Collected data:
● ● ● ● ● ● ●

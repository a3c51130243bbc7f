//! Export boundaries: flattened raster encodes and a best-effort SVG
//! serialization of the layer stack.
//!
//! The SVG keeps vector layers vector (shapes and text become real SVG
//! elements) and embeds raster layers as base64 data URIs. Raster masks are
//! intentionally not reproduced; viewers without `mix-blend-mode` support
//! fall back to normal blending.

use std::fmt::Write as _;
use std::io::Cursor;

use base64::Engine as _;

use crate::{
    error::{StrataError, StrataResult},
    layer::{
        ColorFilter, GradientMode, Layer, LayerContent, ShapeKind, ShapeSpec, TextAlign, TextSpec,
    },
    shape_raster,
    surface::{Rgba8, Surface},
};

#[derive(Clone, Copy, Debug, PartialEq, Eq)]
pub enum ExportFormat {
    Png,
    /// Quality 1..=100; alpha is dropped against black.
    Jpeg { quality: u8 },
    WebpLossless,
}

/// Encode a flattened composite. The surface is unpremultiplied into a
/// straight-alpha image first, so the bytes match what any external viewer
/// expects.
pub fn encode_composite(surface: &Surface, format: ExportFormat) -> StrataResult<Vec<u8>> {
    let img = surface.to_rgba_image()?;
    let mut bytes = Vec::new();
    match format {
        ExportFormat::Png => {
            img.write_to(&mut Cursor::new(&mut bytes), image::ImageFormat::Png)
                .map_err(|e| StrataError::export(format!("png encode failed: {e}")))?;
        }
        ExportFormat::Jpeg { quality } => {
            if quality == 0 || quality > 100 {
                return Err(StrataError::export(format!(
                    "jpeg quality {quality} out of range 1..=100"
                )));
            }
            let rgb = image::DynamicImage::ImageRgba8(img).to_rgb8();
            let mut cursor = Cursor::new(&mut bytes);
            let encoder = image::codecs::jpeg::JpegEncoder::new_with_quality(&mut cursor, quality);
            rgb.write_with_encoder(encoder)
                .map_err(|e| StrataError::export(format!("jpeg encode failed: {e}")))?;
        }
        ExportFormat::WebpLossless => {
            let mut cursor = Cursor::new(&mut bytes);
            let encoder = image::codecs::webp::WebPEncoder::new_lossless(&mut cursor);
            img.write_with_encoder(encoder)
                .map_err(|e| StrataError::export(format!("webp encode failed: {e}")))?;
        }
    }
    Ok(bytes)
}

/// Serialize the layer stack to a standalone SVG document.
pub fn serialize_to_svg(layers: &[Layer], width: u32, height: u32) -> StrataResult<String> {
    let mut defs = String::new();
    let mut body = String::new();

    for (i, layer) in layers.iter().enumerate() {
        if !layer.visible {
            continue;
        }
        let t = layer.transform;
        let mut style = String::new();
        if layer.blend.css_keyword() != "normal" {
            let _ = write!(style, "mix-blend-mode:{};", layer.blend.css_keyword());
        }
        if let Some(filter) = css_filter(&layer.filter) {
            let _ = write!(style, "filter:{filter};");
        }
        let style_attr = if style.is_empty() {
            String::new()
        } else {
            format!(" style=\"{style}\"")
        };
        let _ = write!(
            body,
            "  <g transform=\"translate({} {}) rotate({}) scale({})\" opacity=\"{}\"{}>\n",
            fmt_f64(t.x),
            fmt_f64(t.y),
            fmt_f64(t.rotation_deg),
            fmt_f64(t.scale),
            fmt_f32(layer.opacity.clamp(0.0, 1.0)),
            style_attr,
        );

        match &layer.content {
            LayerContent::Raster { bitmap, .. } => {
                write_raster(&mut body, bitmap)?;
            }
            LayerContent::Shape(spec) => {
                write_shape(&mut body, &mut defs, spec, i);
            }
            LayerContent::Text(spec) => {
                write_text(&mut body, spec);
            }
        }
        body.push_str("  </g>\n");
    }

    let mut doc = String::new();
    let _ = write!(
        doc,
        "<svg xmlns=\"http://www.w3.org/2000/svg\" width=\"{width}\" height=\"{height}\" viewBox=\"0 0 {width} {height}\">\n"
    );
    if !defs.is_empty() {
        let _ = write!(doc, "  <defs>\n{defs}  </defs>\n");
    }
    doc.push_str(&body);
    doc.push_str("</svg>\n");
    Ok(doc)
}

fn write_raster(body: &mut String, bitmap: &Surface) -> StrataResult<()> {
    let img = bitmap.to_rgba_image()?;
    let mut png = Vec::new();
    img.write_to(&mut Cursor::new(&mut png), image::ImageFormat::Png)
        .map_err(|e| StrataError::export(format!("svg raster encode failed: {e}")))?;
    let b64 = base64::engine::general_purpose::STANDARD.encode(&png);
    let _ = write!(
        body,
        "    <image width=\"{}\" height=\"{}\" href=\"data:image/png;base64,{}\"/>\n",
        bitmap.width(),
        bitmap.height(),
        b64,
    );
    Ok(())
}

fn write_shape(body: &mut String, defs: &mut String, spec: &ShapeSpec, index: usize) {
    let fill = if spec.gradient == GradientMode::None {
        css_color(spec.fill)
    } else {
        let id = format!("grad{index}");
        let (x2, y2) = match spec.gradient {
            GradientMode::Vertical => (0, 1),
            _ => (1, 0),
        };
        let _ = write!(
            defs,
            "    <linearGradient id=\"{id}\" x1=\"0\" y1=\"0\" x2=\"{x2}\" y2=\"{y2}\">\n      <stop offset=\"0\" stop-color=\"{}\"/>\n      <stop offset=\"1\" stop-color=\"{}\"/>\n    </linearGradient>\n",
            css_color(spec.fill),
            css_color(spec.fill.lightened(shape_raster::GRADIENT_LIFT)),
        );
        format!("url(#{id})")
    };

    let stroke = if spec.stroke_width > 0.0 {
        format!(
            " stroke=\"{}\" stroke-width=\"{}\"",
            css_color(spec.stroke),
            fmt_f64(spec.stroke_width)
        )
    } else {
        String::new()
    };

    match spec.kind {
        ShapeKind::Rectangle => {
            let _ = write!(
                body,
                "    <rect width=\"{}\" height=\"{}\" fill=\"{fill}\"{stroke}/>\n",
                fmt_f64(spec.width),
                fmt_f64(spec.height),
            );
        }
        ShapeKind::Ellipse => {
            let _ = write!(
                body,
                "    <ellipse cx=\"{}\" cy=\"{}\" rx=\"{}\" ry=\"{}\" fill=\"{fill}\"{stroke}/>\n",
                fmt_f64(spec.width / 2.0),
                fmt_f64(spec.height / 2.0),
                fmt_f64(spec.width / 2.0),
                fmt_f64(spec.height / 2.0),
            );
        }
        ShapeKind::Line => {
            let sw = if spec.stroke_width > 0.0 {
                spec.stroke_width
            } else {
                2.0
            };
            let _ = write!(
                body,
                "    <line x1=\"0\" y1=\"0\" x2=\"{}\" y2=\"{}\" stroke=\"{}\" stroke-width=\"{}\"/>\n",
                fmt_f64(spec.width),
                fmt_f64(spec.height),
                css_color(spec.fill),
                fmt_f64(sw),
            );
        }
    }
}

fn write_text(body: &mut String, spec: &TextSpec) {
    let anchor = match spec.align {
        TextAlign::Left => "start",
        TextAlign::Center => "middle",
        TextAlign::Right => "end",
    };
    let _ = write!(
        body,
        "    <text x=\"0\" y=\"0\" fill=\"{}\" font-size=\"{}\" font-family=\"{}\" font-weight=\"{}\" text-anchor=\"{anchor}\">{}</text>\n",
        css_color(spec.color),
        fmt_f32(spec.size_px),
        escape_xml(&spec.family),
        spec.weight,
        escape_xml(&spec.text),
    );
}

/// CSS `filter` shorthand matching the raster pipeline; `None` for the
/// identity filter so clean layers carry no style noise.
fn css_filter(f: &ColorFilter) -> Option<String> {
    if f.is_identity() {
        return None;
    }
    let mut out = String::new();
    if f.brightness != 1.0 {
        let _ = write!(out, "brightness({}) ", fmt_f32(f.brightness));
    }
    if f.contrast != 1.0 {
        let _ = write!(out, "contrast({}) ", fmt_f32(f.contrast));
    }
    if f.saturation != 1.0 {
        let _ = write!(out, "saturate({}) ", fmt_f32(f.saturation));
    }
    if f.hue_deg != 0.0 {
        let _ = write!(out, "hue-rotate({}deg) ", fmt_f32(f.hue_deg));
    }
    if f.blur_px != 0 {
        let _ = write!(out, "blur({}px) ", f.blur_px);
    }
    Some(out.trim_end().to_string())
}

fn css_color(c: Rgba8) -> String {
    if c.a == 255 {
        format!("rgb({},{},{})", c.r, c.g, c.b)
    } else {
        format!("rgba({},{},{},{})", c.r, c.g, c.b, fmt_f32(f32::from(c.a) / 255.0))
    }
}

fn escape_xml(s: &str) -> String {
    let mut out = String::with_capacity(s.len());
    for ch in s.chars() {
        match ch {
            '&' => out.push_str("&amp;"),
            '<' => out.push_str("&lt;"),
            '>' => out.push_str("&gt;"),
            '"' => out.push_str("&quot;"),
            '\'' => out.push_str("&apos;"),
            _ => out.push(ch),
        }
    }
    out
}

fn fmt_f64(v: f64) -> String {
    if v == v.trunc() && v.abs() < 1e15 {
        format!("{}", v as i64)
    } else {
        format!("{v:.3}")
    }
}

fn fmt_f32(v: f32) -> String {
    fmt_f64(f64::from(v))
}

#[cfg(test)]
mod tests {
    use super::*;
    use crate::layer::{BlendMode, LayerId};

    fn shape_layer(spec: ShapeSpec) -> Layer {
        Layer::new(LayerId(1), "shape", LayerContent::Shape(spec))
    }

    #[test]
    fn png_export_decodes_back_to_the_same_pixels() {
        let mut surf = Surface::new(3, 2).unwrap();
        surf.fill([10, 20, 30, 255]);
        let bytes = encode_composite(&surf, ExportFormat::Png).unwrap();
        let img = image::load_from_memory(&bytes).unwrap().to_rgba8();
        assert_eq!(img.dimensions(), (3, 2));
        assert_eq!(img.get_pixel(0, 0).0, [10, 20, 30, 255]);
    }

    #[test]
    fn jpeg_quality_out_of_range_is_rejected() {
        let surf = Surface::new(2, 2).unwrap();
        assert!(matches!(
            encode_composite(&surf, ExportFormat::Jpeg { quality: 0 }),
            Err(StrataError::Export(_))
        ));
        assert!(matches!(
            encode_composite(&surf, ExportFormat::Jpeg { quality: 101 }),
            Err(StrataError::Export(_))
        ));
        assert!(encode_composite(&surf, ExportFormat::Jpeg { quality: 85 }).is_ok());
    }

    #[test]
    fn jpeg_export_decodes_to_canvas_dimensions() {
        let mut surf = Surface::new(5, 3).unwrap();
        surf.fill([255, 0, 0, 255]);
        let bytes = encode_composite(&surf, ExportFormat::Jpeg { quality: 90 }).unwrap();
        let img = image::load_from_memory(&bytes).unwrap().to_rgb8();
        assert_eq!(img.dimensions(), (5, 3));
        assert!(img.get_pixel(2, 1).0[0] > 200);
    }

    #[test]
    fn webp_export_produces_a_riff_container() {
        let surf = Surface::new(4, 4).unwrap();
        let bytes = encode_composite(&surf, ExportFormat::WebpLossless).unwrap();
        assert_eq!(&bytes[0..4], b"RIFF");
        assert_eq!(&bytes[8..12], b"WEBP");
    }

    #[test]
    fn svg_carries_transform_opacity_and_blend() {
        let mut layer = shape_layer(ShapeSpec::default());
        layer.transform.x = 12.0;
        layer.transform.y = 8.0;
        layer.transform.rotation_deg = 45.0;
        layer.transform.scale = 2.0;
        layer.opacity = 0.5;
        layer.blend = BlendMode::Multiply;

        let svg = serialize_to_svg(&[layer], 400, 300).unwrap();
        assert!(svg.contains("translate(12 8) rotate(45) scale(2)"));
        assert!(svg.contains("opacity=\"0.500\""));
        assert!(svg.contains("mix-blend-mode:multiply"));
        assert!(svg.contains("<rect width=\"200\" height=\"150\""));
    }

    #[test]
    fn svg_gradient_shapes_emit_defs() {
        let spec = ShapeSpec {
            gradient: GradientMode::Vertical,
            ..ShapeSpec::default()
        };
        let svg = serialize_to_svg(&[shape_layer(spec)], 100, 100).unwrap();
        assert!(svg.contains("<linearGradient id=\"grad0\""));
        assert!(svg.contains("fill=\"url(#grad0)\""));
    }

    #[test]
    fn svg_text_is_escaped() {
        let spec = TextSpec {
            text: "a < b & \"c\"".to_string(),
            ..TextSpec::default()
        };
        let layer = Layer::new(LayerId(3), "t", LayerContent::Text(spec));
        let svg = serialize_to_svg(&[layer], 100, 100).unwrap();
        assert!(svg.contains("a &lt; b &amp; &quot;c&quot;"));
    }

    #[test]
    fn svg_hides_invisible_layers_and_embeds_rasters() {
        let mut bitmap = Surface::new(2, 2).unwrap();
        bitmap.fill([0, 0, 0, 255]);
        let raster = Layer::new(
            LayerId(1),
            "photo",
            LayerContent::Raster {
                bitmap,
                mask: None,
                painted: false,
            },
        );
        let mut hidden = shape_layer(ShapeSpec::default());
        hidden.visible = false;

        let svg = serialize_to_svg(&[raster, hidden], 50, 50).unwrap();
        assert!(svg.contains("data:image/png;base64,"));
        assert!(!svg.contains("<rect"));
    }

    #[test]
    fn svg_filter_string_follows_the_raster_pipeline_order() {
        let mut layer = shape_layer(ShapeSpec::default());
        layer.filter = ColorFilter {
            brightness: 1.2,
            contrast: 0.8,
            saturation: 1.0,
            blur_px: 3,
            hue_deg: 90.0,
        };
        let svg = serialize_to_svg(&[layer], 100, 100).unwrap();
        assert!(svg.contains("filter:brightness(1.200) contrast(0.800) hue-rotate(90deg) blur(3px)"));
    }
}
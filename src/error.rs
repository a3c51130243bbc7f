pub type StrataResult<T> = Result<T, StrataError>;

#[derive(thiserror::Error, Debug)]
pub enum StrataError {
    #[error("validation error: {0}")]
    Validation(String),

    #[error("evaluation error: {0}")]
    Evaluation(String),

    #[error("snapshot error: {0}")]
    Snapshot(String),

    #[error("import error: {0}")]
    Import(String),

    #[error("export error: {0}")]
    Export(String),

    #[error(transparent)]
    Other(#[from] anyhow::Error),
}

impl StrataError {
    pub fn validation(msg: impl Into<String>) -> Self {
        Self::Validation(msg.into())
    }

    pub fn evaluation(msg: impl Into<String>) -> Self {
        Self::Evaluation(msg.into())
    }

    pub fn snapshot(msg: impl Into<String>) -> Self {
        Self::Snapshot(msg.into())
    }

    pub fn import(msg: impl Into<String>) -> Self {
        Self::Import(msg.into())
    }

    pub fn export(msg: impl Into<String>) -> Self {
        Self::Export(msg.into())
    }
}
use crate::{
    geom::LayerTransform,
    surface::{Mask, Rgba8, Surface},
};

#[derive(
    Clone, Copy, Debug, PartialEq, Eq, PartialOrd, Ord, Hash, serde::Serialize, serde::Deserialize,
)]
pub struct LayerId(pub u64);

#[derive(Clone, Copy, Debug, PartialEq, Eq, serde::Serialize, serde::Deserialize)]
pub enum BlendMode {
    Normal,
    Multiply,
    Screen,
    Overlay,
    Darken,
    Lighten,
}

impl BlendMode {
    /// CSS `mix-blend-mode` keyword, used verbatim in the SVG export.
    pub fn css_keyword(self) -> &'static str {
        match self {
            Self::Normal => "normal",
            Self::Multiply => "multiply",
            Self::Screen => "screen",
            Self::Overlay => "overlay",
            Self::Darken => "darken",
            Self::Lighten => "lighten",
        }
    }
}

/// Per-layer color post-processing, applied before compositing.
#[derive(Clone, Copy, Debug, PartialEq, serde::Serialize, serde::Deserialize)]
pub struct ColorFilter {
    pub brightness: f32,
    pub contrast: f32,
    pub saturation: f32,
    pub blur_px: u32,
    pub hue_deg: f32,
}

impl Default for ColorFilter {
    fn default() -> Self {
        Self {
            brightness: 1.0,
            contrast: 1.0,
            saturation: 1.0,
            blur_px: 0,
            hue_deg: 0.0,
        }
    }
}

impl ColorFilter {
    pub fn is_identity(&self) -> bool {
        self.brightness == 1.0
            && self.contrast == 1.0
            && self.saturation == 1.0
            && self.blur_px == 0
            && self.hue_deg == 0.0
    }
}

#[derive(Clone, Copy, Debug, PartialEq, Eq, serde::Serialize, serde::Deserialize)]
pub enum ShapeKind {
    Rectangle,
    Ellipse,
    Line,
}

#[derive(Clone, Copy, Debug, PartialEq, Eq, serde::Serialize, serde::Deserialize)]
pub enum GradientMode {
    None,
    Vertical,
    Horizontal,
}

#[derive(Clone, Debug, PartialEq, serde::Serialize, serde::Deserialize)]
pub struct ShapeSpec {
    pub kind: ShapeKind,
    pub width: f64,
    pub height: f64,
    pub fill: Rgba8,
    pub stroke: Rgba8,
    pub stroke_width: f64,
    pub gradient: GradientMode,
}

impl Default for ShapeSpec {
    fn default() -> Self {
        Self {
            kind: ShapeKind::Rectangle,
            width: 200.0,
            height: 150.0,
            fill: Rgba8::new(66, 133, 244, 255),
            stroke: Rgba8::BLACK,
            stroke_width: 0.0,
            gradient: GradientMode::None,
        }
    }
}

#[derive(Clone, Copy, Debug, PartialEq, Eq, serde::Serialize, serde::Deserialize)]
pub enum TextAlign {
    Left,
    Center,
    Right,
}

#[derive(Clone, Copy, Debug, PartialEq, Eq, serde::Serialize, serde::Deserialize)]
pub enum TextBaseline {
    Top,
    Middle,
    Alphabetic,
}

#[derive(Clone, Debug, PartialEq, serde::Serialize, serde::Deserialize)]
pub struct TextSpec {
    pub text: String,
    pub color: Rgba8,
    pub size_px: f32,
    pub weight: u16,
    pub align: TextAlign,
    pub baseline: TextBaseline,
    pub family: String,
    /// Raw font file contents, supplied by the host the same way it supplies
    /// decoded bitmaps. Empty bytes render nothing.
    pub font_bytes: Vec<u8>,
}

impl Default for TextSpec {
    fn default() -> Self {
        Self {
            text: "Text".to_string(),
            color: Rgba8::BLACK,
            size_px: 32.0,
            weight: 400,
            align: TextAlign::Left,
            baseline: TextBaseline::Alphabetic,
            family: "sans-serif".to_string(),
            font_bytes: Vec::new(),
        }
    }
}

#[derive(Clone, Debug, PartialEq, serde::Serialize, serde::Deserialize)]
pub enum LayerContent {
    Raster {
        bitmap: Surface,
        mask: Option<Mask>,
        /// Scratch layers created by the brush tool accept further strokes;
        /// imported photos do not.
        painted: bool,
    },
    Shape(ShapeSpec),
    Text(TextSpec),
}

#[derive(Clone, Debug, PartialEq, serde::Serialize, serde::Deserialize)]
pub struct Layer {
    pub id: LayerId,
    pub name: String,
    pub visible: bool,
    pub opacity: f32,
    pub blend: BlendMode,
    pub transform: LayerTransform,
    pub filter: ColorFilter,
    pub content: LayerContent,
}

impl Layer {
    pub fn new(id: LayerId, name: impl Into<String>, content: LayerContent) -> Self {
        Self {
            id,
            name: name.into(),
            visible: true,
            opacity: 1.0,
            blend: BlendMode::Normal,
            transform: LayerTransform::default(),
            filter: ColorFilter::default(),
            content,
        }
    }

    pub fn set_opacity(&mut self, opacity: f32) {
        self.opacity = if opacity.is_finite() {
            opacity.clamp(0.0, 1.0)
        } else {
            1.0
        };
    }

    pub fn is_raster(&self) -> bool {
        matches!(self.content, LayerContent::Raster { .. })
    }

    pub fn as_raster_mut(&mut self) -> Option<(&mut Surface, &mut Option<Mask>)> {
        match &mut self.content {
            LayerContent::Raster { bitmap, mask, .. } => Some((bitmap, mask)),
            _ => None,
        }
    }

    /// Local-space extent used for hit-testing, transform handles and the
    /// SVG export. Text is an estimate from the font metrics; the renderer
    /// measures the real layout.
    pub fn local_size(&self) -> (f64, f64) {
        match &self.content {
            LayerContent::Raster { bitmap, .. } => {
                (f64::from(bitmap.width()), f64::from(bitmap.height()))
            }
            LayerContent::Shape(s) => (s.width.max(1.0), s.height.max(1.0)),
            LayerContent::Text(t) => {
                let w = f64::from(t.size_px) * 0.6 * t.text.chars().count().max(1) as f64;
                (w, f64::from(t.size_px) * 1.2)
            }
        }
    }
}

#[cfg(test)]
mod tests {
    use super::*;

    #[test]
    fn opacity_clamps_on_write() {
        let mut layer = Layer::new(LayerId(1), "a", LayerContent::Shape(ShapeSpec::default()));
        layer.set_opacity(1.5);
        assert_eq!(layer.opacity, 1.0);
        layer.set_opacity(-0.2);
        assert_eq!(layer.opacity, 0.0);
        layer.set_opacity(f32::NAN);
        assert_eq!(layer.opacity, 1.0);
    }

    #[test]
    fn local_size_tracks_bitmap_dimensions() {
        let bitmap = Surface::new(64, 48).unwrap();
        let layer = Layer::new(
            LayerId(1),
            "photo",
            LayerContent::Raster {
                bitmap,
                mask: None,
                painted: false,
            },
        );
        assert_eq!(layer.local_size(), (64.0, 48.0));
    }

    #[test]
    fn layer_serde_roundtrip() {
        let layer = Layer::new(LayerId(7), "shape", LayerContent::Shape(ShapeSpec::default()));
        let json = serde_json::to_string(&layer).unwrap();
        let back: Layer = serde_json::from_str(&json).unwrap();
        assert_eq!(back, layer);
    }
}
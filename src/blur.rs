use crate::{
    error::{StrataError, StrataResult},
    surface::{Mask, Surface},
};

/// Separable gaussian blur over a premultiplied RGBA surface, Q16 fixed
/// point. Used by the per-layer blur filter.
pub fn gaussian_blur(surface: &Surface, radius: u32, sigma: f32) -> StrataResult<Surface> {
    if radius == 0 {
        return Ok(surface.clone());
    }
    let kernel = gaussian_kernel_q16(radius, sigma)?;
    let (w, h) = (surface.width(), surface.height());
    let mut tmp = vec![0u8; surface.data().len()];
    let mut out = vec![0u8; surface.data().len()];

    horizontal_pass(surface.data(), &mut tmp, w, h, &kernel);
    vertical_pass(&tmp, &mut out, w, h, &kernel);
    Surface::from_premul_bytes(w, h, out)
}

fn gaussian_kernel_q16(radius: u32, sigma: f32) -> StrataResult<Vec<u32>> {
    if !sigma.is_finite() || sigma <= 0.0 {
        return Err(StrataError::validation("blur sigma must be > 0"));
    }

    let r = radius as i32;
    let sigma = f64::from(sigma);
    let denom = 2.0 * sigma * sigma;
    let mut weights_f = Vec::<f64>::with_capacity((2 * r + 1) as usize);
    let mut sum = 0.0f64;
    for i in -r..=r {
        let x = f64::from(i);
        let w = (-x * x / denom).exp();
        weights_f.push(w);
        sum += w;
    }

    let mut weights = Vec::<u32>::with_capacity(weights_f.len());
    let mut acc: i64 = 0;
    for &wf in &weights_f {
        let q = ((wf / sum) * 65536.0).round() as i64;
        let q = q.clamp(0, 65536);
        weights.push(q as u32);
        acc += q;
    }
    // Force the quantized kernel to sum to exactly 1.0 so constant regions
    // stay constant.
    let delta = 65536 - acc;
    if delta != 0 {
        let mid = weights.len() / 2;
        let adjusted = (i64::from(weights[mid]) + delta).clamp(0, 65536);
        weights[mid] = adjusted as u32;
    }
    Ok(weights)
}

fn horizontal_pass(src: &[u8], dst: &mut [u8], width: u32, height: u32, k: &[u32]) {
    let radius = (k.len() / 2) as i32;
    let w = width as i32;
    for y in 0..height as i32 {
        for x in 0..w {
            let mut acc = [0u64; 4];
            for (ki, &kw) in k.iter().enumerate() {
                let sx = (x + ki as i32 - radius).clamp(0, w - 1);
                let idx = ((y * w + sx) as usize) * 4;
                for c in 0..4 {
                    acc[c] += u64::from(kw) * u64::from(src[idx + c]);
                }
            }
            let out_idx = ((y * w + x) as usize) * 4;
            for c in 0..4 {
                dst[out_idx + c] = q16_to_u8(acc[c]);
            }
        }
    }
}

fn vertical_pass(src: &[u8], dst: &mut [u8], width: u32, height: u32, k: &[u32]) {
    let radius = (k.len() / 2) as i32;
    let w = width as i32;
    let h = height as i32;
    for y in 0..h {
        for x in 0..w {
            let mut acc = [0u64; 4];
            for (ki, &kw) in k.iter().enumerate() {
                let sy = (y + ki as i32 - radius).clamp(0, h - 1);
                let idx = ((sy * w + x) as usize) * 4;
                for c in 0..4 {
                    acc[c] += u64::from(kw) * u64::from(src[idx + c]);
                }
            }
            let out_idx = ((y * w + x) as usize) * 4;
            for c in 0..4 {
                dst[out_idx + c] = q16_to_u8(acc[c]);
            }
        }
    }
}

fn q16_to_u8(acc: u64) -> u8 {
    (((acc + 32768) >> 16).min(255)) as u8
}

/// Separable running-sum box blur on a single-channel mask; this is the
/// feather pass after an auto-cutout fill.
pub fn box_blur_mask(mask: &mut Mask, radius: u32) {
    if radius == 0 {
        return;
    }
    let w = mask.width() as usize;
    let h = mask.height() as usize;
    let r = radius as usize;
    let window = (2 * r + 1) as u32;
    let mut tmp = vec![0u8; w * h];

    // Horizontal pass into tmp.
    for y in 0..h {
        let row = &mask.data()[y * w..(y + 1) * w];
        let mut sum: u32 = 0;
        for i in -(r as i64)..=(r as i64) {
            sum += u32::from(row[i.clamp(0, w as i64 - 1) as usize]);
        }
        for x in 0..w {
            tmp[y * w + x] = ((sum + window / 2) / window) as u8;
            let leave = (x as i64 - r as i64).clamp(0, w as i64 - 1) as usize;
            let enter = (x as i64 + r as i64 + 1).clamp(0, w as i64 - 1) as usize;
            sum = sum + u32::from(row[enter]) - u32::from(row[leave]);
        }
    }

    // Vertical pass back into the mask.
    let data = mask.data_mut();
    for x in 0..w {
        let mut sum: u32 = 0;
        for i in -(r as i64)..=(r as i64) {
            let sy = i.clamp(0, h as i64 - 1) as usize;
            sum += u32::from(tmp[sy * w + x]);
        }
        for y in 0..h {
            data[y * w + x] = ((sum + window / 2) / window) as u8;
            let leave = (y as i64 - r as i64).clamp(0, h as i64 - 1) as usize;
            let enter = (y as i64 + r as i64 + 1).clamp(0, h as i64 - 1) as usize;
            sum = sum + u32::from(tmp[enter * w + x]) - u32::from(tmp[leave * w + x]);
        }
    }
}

● ● ● ● ● ● ●

**Required action**
Which lines of the data include the string "real"? Find them and copy each one.

**Output for this exercise**
//! The SVG keeps vector layers vector (shapes and text become real SVG
    /// measures the real layout.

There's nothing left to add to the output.